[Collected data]
::::
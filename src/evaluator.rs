/*!
The `TokenAccuracyEvaluator` scores a sequence labeling model token by token. It keeps the overall
accuracy of every evaluated dataset, keyed by the dataset description, and logs the accuracy on
out-of-vocabulary tokens next to it.
*/
use crate::config::{EvaluatorConfig, VocabularySeed};
use crate::metrics::{
    count_tokens, AccuracyNotFoundError, EvaluatorError, InconsistentLengthError,
    UnknownEvalSetError,
};
use crate::model::{EvalSet, Instance, Transducer, TransducerTrainer};
use crate::reporter::AccuracyReport;
use crate::vocabulary::{LazyVocabulary, Vocabulary};
use ahash::HashMap as AHashMap;
use std::fmt::Display;

/// Evaluates a transducer on the accuracy of its individual token predictions.
///
/// The vocabulary used to tell out-of-vocabulary tokens apart is built once, on the first call to
/// `evaluate`, from the dataset that call receives (or from a registered eval set, see
/// `VocabularySeed`). It is never rebuilt afterwards.
#[derive(Debug)]
pub struct TokenAccuracyEvaluator<'a, T, L> {
    eval_sets: Vec<EvalSet<'a, T, L>>,
    config: EvaluatorConfig,
    vocabulary: LazyVocabulary,
    accuracies: AHashMap<String, f64>,
}

impl<'a, T, L> TokenAccuracyEvaluator<'a, T, L>
where
    T: Display,
    L: PartialEq,
{
    pub fn new(eval_sets: Vec<EvalSet<'a, T, L>>) -> Self {
        Self {
            eval_sets,
            config: EvaluatorConfig::default(),
            vocabulary: LazyVocabulary::default(),
            accuracies: AHashMap::default(),
        }
    }

    pub fn with_one(instances: &'a [Instance<T, L>], description: &'a str) -> Self {
        Self::new(vec![EvalSet::new(instances, description)])
    }

    pub fn with_two(
        instances1: &'a [Instance<T, L>],
        description1: &'a str,
        instances2: &'a [Instance<T, L>],
        description2: &'a str,
    ) -> Self {
        Self::new(vec![
            EvalSet::new(instances1, description1),
            EvalSet::new(instances2, description2),
        ])
    }

    pub fn with_three(
        instances1: &'a [Instance<T, L>],
        description1: &'a str,
        instances2: &'a [Instance<T, L>],
        description2: &'a str,
        instances3: &'a [Instance<T, L>],
        description3: &'a str,
    ) -> Self {
        Self::new(vec![
            EvalSet::new(instances1, description1),
            EvalSet::new(instances2, description2),
            EvalSet::new(instances3, description3),
        ])
    }

    /// Pairs every dataset with the description at the same position. Both slices must have the
    /// same length.
    pub fn from_parts(
        datasets: &[&'a [Instance<T, L>]],
        descriptions: &[&'a str],
    ) -> Result<Self, EvaluatorError> {
        if datasets.len() != descriptions.len() {
            return Err(InconsistentLengthError(datasets.len(), descriptions.len()).into());
        }
        let eval_sets = datasets
            .iter()
            .zip(descriptions)
            .map(|(&instances, &description)| EvalSet::new(instances, description))
            .collect();
        Ok(Self::new(eval_sets))
    }

    pub fn with_config(mut self, config: EvaluatorConfig) -> Self {
        self.config = config;
        self
    }

    pub fn config(&self) -> &EvaluatorConfig {
        &self.config
    }

    /// Computes the token accuracy of `model` over `instances`, records it under `description`
    /// (replacing any previous value) and logs it along with the out-of-vocabulary accuracy.
    ///
    /// The first call builds the vocabulary. With the default `ZeroDivision::Nan` strategy an empty
    /// dataset, or a dataset without out-of-vocabulary tokens, yields a `NaN` accuracy instead of an
    /// error. When an error is returned, nothing is recorded.
    pub fn evaluate<M>(
        &mut self,
        model: &M,
        instances: &[Instance<T, L>],
        description: &str,
    ) -> Result<AccuracyReport, EvaluatorError>
    where
        M: Transducer<Token = T, Label = L>,
    {
        let seed = self.config.vocabulary_seed();
        let eval_sets = &self.eval_sets;
        let vocabulary = self.vocabulary.get_or_try_seed(|| {
            let vocabulary = seed_vocabulary(seed, eval_sets, instances)?;
            log::debug!(
                "Built a vocabulary of {} tokens from the {}",
                vocabulary.len(),
                seed
            );
            Ok::<_, EvaluatorError>(vocabulary)
        })?;

        let counts = count_tokens(model, instances, vocabulary);
        let zero_division = self.config.zero_division();
        let report = AccuracyReport::new(
            description,
            counts.accuracy(zero_division)?,
            counts.oov_accuracy(zero_division)?,
            counts,
        );

        self.accuracies
            .insert(String::from(description), report.accuracy);
        report.log();
        Ok(report)
    }

    /// Evaluates every registered eval set, in registration order, with the model of `trainer`.
    /// Iterations that are not a multiple of the configured evaluation interval are skipped and
    /// return no report.
    ///
    /// The first error stops the pass: the eval sets before it stay recorded, the ones after it
    /// are not evaluated. With `ZeroDivision::ReturnError` and the default vocabulary seed, the
    /// first registered set seeds the vocabulary and so has no OOV token. Every pass then fails on
    /// that set; pick another `ZeroDivision` strategy to evaluate the remaining sets.
    pub fn evaluate_all<Tr, M>(
        &mut self,
        trainer: &Tr,
    ) -> Result<Vec<AccuracyReport>, EvaluatorError>
    where
        Tr: TransducerTrainer<Model = M>,
        M: Transducer<Token = T, Label = L>,
    {
        let iteration = trainer.iteration();
        if !self.config.is_evaluation_iteration(iteration) {
            log::debug!("Skipping token accuracy evaluation at iteration {}", iteration);
            return Ok(Vec::new());
        }
        let eval_sets = self.eval_sets.clone();
        let mut reports = Vec::with_capacity(eval_sets.len());
        for eval_set in eval_sets {
            reports.push(self.evaluate(
                trainer.transducer(),
                eval_set.instances,
                eval_set.description,
            )?);
        }
        Ok(reports)
    }

    /// Returns the accuracy recorded by the last evaluation of `description`.
    pub fn accuracy(&self, description: &str) -> Result<f64, EvaluatorError> {
        self.accuracies
            .get(description)
            .copied()
            .ok_or_else(|| AccuracyNotFoundError(String::from(description)).into())
    }

    /// Every recorded accuracy, in no particular order.
    pub fn recorded_accuracies(&self) -> impl Iterator<Item = (&str, f64)> {
        self.accuracies
            .iter()
            .map(|(description, accuracy)| (description.as_str(), *accuracy))
    }

    /// `None` until the first call to `evaluate`.
    pub fn vocabulary(&self) -> Option<&Vocabulary> {
        self.vocabulary.get()
    }

    pub fn is_vocabulary_built(&self) -> bool {
        self.vocabulary.is_seeded()
    }

    /// Descriptions of the registered eval sets, in registration order.
    pub fn descriptions(&self) -> impl Iterator<Item = &'a str> + '_ {
        self.eval_sets.iter().map(|eval_set| eval_set.description)
    }
}

fn seed_vocabulary<T: Display, L>(
    seed: &VocabularySeed,
    eval_sets: &[EvalSet<'_, T, L>],
    evaluated: &[Instance<T, L>],
) -> Result<Vocabulary, UnknownEvalSetError> {
    match seed {
        VocabularySeed::FirstEvaluated => Ok(Vocabulary::from_instances(evaluated)),
        VocabularySeed::Registered(description) => eval_sets
            .iter()
            .find(|eval_set| eval_set.description == description.as_str())
            .map(|eval_set| Vocabulary::from_instances(eval_set.instances))
            .ok_or_else(|| UnknownEvalSetError(description.clone())),
    }
}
::::
* AIM OF THE EXERCISE:
The entries above hold the needed span. Transcribe exactly the lines from the one with "impl<'a, T, L>" to the one with "if datasets.len() != descriptions.len()", both included.

* RESULT BELOW:
impl<'a, T, L> TokenAccuracyEvaluator<'a, T, L>
where
    T: Display,
    L: PartialEq,
{
    pub fn new(eval_sets: Vec<EvalSet<'a, T, L>>) -> Self {
        Self {
            eval_sets,
            config: EvaluatorConfig::default(),
            vocabulary: LazyVocabulary::default(),
            accuracies: AHashMap::default(),
        }
    }

    pub fn with_one(instances: &'a [Instance<T, L>], description: &'a str) -> Self {
        Self::new(vec![EvalSet::new(instances, description)])
    }

    pub fn with_two(
        instances1: &'a [Instance<T, L>],
        description1: &'a str,
        instances2: &'a [Instance<T, L>],
        description2: &'a str,
    ) -> Self {
        Self::new(vec![
            EvalSet::new(instances1, description1),
            EvalSet::new(instances2, description2),
        ])
    }

    pub fn with_three(
        instances1: &'a [Instance<T, L>],
        description1: &'a str,
        instances2: &'a [Instance<T, L>],
        description2: &'a str,
        instances3: &'a [Instance<T, L>],
        description3: &'a str,
    ) -> Self {
        Self::new(vec![
            EvalSet::new(instances1, description1),
            EvalSet::new(instances2, description2),
            EvalSet::new(instances3, description3),
        ])
    }

    /// Pairs every dataset with the description at the same position. Both slices must have the
    /// same length.
    pub fn from_parts(
        datasets: &[&'a [Instance<T, L>]],
        descriptions: &[&'a str],
    ) -> Result<Self, EvaluatorError> {
        if datasets.len() != descriptions.len() {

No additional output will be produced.